The ‘Drishyam’-like story involves a murder. And once again, Mohanlal becomes an ordinary family man put in extraordinary circumstances. But the intrigue factor is drowned out by the loud ‘mass’ treatment. The rest of this review may contain spoilers.
I think this is what Tharun Moorthy has tried to do with Thudarum. He has tried to make a meta movie by taking one of Mohanlal’s most beloved films – Drishyam – and filtering it through the lens of star worship. In Drishyam, Mohanlal played a movie-crazy family man who runs a cable-TV service. In Thudarum, he plays a family man nicknamed Benz, and he was actually in the movies, as a stunt person. In Drishyam, Mohanlal’s character was called George. Here, that name belongs to someone else. In Drishyam, we had the cover-up of an accidental murder, involving a young woman caught in a compromising position. In Thudarum, we get a mention of a young woman caught in a compromising position, and yes, here, too, a young man ends up killed, and a cover-up follows. In both films, the family of the protagonist ends up tortured by a relentless cop.

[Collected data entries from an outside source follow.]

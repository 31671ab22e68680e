//! Core types returned by the memory manager.

use chrono::{DateTime, Utc};
use serde::{Deserialize, Serialize};
use serde_json::{Map, Value};
pub use storage::SessionSummary;
use storage::{decode_embedding, StorageError, TurnRecord};

/// One user input and the agent's response to it.
///
/// Created once by `add_turn` and never modified afterwards.
#[derive(Debug, Clone, Serialize, Deserialize, PartialEq)]
pub struct ConversationTurn {
    /// Row id; insertion order and vector index key.
    pub id: i64,
    /// Session (run or conversation) the turn belongs to.
    pub session_id: String,
    /// Verbatim user message or log content.
    pub user_input: String,
    /// Whatever the agent produced, as a schema-free JSON object.
    pub agent_response: Map<String, Value>,
    /// Embedding of `user_input` computed at write time.
    pub embedding: Vec<f32>,
    pub timestamp: DateTime<Utc>,
}

impl TryFrom<TurnRecord> for ConversationTurn {
    type Error = StorageError;

    fn try_from(record: TurnRecord) -> Result<Self, Self::Error> {
        let agent_response = match serde_json::from_str::<Value>(&record.agent_response) {
            Ok(Value::Object(map)) => map,
            Ok(_) => {
                return Err(StorageError::Decode(format!(
                    "turn {} response is not a JSON object",
                    record.id
                )))
            }
            Err(e) => {
                return Err(StorageError::Decode(format!(
                    "turn {} response is not valid JSON: {}",
                    record.id, e
                )))
            }
        };

        Ok(Self {
            id: record.id,
            session_id: record.session_id,
            user_input: record.user_input,
            agent_response,
            embedding: decode_embedding(&record.embedding)?,
            timestamp: record.created_at,
        })
    }
}

/// Snapshot of the memory's size, for diagnostics.
#[derive(Debug, Clone, Serialize, Deserialize, PartialEq)]
pub struct MemoryStats {
    /// Rows in the turns table.
    pub turns: i64,
    /// Entries in the vector index.
    pub indexed: usize,
    pub embedding_dim: usize,
}

/// Reduces a response to the JSON object text that gets stored, or `None` when it
/// cannot be serialized or is not map-shaped.
pub(crate) fn to_document<R>(response: &R) -> Option<String>
where
    R: Serialize + ?Sized,
{
    match serde_json::to_value(response) {
        Ok(Value::Object(map)) => serde_json::to_string(&map).ok(),
        _ => None,
    }
}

The difference is the mass flavour in Thudarum, the relentless hero-worship that borders on what we just saw in Good Bad Ugly. In Drishyam, Mohanlal played an almost invisible character, in the sense that he disappeared into Georgekutty. Here, he is Mohanlal, the Star. The film opens with a quote: When elephants walk, the forests walk with them. A little later, the Mohanlal character – who is a driver – tells his passengers that they need not be afraid of elephant herds. It’s only the solo rogue elephants that are dangerous. And of course, our hero turns out to be this solo rogue elephant. He may drive an Ambassador, but there’s a reason people call him Benz. The look may be classic, perhaps even a bit old and rounded – but don’t be fooled. He is every bit a sleek, new-age machine. This may be stretching the metaphor, but what’s the logo of the Benz car? A star!

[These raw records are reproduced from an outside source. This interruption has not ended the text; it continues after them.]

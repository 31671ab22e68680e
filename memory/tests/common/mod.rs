//! Shared test utilities for memory integration tests.
//!
//! Provides MockEmbeddingService, a deterministic EmbeddingService that needs no
//! network, and helpers to open a manager over a temporary directory.

use async_trait::async_trait;
use embedding::EmbeddingService;
use memory::{EnvMemoryConfig, MemoryManager};
use std::collections::HashMap;
use std::sync::atomic::{AtomicBool, AtomicUsize, Ordering};
use std::sync::{Arc, Mutex};
use tempfile::TempDir;
use tokio::sync::Notify;

pub const DIM: usize = 8;

/// Hashes each lowercase word into one of `dim` buckets, so texts sharing words land
/// close together. Individual texts can be pinned to exact vectors with `pin`.
pub struct MockEmbeddingService {
    dim: AtomicUsize,
    fail: AtomicBool,
    calls: AtomicUsize,
    pinned: Mutex<HashMap<String, Vec<f32>>>,
    held: Mutex<HashMap<String, Arc<Notify>>>,
}

#[allow(dead_code)]
impl MockEmbeddingService {
    pub fn new() -> Self {
        Self {
            dim: AtomicUsize::new(DIM),
            fail: AtomicBool::new(false),
            calls: AtomicUsize::new(0),
            pinned: Mutex::new(HashMap::new()),
            held: Mutex::new(HashMap::new()),
        }
    }

    pub fn set_dim(&self, dim: usize) {
        self.dim.store(dim, Ordering::SeqCst);
    }

    pub fn set_failing(&self, fail: bool) {
        self.fail.store(fail, Ordering::SeqCst);
    }

    pub fn calls(&self) -> usize {
        self.calls.load(Ordering::SeqCst)
    }

    pub fn pin(&self, text: &str, vector: Vec<f32>) {
        self.pinned.lock().unwrap().insert(text.to_string(), vector);
    }

    /// Embedding `text` blocks until the returned handle is notified.
    pub fn hold(&self, text: &str) -> Arc<Notify> {
        let gate = Arc::new(Notify::new());
        self.held.lock().unwrap().insert(text.to_string(), gate.clone());
        gate
    }

    fn vector_for(&self, text: &str) -> Vec<f32> {
        if let Some(v) = self.pinned.lock().unwrap().get(text) {
            return v.clone();
        }
        let dim = self.dim.load(Ordering::SeqCst);
        let mut vector = vec![0.0; dim];
        for word in text.split_whitespace() {
            let mut hash: u64 = 0xcbf29ce484222325;
            for byte in word.to_lowercase().bytes() {
                hash ^= byte as u64;
                hash = hash.wrapping_mul(0x100000001b3);
            }
            vector[(hash % dim as u64) as usize] += 1.0;
        }
        vector
    }
}

#[async_trait]
impl EmbeddingService for MockEmbeddingService {
    async fn embed(&self, text: &str) -> Result<Vec<f32>, anyhow::Error> {
        let mut vectors = self.embed_batch(&[text.to_string()]).await?;
        Ok(vectors.remove(0))
    }

    async fn embed_batch(&self, texts: &[String]) -> Result<Vec<Vec<f32>>, anyhow::Error> {
        self.calls.fetch_add(1, Ordering::SeqCst);
        let gates: Vec<Arc<Notify>> = {
            let held = self.held.lock().unwrap();
            texts.iter().filter_map(|t| held.get(t).cloned()).collect()
        };
        for gate in gates {
            gate.notified().await;
        }
        if self.fail.load(Ordering::SeqCst) {
            anyhow::bail!("mock embedding provider unavailable");
        }
        Ok(texts.iter().map(|t| self.vector_for(t)).collect())
    }
}

/// Manager over `dir` with default settings; not yet initialized.
#[allow(dead_code)]
pub fn manager_in(dir: &TempDir, embedder: Arc<MockEmbeddingService>) -> MemoryManager {
    MemoryManager::new(EnvMemoryConfig::new(dir.path()), embedder)
}

/// Fresh directory, mock provider and an initialized manager.
#[allow(dead_code)]
pub async fn setup() -> (TempDir, Arc<MockEmbeddingService>, MemoryManager) {
    let dir = tempfile::tempdir().expect("Failed to create temp dir");
    let embedder = Arc::new(MockEmbeddingService::new());
    let manager = manager_in(&dir, embedder.clone());
    manager.initialize().await.expect("Failed to initialize memory");
    (dir, embedder, manager)
}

And the star of this film is referenced endlessly through photographs and even through one of his most famous costars. As Benz’s wife, Shobana does not have much to do in the face of this film’s relentless machismo. If Drishyam was about a man using his brain, Thudarum has him using his brawn. But the casual chemistry between these two actors is intact, and I loved the scene where Benz shouts at his wife, and instead of fear or anger, her response is to try and figure out what is troubling this man she is married to, this co-actor she has made so many memorable movies with. The lines between reel and real blur so much that it takes an effort to pull yourself out and say that, despite these older stars, this is a new movie.
Benz says that fights were the major factor that created all the major stars of our cinema. And accordingly, the second half of Thudarum is filled with action scenes, befitting one of our most major stars. The action is intentionally over-the-top, but after a point, the film offers dimishing returns. One, the plot of Drishyam is so ingrained in us that a mere tweak in tonality isn’t enough to sustain an entire movie. And two, our mass movies are already borderline parodies – so winking at them begins to feel redundant after a point. The villain intro-scene has him accidentally crushing a millipede, and much later, when he plants an accusation in order to crush similarly helpless humans, his mouth curls into an evil smile. It’s too much. The motto of Thudarum is too much: too much cuteness in the early family scenes, too much convenience in the murder, too much cheap sentimentality in the implication of a father slapping a son, too many bits of animal symbolism, too much coincidence in a landslide that excavates crucial evidence, and too much of a Terminator flavour in the action scenes.
You want to give Tharun Moorthy the benefit of the doubt. After all, he made two solid films in Operation Java and Saudi Vellakka. But what does one make of the plot point where we discover the wallet of a person who is stripped nearly naked? Where did it come from? Is this a ridiculous plot point or another wink at how ridiculous some of the plot points are in our mass movies? Does the background score just happen to be loud, or is it another wink at how loud the background scores are in our star-worshipping cinema? How much of all this is meta, and how much is just… mass? Yes, Mohanlal is always watchable, and when he taunts a bad guy at the end with a smile, it’s as though we are seeing a brand new expression from this actor who has given us thousands of expressions over thousands of scenes.
But soon, you get to a point where you yearn for some genuine emotion – I mean, other than the love Benz has for his Ambassador. Yes, it is his biggest passion and there’s a very funny star cameo in a scene that disrespects the old car – but what about the human beings? You want to feel the romance in the subplot of young lovers. You want to feel the tears of a grieving parent, suffering a loss you wouldn’t wish on your worst enemy. You want to feel the mounting tension when our protagonist is up against odds. There are some strong performances from the likes of newcomer Prakash Varma, but the writing reduces most people to caricatures. Thudarum is fun for a while, but with all the talent involved, it ends up feeling like a minor diversion as we wait for the main event: namely, Drishyam 3.